» **EXERCISE**
Below are the entries; count how many lines contain the word "asset" and reply with that number alone.

★ ★ ★ ★

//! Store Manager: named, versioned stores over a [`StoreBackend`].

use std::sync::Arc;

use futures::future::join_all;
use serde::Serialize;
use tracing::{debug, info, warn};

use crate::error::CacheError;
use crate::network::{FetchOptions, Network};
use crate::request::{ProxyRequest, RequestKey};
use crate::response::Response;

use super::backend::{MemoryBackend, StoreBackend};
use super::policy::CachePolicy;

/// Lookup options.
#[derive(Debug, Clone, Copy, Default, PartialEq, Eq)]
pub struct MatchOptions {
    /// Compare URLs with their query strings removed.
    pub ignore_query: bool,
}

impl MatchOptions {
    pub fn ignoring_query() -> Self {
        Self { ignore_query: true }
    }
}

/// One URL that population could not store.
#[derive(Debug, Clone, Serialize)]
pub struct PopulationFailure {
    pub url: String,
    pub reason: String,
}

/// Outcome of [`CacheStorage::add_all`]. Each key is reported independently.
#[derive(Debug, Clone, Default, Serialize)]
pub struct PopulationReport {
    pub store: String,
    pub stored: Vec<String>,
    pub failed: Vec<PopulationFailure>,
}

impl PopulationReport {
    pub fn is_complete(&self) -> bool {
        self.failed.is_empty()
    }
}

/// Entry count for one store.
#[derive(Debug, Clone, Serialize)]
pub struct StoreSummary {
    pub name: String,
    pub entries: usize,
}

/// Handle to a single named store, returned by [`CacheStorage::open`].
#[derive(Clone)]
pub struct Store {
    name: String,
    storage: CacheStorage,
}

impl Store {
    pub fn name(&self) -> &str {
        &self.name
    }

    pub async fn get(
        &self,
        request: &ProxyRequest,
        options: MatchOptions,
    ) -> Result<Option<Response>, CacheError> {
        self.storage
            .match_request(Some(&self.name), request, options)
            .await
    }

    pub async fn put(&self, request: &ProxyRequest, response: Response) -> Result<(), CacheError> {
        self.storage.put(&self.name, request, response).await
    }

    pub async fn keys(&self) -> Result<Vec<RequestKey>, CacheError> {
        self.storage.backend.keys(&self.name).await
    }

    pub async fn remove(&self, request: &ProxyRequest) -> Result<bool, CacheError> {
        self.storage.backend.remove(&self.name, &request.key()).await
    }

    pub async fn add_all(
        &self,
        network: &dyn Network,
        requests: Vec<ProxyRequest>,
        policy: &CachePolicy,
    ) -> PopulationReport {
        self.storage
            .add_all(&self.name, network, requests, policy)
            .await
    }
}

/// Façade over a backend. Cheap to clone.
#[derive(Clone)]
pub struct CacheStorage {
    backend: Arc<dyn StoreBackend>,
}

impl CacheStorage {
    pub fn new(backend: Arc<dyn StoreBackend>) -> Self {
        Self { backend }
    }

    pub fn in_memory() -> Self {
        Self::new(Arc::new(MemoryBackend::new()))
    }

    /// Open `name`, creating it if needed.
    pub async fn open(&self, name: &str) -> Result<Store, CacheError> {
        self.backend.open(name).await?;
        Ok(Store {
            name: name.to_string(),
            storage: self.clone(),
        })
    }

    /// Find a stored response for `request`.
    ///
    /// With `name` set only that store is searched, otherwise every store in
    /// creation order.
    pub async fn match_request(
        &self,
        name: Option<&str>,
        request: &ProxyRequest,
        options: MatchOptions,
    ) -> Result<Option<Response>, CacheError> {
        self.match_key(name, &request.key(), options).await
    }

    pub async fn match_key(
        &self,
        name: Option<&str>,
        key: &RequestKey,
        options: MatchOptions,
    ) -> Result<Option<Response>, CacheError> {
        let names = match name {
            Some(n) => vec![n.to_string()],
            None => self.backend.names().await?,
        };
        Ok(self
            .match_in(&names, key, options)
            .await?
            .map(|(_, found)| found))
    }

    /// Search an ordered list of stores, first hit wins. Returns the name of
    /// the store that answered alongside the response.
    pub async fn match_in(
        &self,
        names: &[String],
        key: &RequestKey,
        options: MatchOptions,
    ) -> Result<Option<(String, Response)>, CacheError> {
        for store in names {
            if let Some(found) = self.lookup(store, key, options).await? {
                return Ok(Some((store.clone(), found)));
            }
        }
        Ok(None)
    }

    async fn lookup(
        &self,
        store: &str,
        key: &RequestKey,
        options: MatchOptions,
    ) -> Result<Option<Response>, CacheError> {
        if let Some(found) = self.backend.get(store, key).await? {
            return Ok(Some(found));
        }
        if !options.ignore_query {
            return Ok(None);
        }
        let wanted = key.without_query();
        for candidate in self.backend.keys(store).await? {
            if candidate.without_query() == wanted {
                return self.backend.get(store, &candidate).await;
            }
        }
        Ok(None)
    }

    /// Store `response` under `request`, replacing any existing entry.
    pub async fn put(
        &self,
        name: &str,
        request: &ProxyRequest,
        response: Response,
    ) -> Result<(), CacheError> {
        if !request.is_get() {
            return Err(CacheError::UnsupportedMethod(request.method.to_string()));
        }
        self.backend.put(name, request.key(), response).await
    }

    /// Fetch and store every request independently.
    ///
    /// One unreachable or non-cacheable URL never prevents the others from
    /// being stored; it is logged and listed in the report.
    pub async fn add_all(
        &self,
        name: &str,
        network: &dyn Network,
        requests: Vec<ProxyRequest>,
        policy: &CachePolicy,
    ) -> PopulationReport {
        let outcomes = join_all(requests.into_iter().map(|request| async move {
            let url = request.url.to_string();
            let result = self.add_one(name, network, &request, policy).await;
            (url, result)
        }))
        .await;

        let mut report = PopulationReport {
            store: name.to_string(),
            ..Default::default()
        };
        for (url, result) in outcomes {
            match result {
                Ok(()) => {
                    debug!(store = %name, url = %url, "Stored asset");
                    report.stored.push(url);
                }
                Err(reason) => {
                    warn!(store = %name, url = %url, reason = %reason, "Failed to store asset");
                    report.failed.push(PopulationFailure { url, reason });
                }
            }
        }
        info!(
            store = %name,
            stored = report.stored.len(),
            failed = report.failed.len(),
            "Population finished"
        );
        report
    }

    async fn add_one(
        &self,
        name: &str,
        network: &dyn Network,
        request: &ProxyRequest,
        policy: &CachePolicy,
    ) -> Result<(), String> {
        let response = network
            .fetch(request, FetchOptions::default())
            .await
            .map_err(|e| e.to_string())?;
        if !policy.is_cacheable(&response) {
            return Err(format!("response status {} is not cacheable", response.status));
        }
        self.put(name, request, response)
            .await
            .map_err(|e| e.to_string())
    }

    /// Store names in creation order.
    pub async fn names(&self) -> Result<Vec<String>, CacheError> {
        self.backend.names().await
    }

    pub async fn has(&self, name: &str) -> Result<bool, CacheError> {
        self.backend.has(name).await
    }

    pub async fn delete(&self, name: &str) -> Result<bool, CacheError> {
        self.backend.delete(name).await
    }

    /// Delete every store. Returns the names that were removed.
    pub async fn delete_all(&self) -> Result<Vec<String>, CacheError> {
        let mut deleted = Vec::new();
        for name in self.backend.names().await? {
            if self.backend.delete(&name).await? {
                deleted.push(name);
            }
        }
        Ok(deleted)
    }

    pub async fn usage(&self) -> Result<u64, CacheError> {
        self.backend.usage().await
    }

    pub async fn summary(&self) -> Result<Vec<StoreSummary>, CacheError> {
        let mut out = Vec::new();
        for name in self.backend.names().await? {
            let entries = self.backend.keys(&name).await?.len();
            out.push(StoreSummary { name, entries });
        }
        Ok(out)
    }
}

★ ★ ★ ★

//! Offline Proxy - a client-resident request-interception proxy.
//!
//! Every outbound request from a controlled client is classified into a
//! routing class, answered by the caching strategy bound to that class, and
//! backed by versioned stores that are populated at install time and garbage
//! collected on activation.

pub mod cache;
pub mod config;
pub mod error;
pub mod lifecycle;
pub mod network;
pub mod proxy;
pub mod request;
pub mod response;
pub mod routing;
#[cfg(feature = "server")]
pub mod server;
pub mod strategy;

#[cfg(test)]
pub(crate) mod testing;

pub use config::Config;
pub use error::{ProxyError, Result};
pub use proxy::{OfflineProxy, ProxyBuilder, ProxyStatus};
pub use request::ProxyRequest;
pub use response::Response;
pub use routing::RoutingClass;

★ ★ ★ ★

» **ANSWER SPACE**
2